* Stored data
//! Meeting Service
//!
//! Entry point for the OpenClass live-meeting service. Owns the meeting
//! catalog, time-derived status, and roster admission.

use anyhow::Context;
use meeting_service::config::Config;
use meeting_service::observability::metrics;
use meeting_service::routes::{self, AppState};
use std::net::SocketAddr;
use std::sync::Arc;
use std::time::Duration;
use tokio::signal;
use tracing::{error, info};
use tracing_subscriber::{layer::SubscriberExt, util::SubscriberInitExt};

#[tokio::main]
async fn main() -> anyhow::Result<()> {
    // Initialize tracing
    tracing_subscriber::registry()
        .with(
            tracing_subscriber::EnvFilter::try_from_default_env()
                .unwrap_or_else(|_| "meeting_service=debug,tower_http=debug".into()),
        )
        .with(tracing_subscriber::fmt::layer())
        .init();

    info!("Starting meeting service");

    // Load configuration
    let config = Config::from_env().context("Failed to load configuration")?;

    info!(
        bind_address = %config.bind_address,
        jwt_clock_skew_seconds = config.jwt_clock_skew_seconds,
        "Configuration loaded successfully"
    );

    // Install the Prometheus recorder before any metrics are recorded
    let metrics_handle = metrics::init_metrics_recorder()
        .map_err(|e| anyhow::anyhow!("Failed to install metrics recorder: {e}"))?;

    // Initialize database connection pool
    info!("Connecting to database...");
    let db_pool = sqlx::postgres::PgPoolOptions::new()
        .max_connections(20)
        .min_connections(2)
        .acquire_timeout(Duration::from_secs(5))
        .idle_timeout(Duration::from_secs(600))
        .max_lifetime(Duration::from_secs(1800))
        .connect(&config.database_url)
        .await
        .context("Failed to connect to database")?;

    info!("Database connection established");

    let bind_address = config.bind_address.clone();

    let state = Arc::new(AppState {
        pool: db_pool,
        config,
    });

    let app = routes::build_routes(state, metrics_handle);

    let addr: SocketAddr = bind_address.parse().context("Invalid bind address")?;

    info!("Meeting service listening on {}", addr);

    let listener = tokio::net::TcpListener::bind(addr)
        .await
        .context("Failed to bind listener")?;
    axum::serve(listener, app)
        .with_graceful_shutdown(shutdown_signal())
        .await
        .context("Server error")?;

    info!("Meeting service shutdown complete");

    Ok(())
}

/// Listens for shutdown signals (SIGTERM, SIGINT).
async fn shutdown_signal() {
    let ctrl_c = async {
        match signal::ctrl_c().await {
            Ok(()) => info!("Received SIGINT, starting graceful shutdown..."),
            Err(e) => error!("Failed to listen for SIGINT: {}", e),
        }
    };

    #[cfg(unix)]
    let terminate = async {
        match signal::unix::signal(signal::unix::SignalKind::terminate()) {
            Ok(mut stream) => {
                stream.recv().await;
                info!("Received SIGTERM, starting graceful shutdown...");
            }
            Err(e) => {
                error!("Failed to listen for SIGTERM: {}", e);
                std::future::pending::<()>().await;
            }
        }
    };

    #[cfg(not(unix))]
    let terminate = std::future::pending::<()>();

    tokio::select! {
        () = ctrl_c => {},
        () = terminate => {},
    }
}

* Problem requirements
Nothing but the lines from the start of the data above through the line with "#[tokio::main]" should appear in your answer, copied exactly.

* The answer
//! Meeting Service
//!
//! Entry point for the OpenClass live-meeting service. Owns the meeting
//! catalog, time-derived status, and roster admission.

use anyhow::Context;
use meeting_service::config::Config;
use meeting_service::observability::metrics;
use meeting_service::routes::{self, AppState};
use std::net::SocketAddr;
use std::sync::Arc;
use std::time::Duration;
use tokio::signal;
use tracing::{error, info};
use tracing_subscriber::{layer::SubscriberExt, util::SubscriberInitExt};

#[tokio::main]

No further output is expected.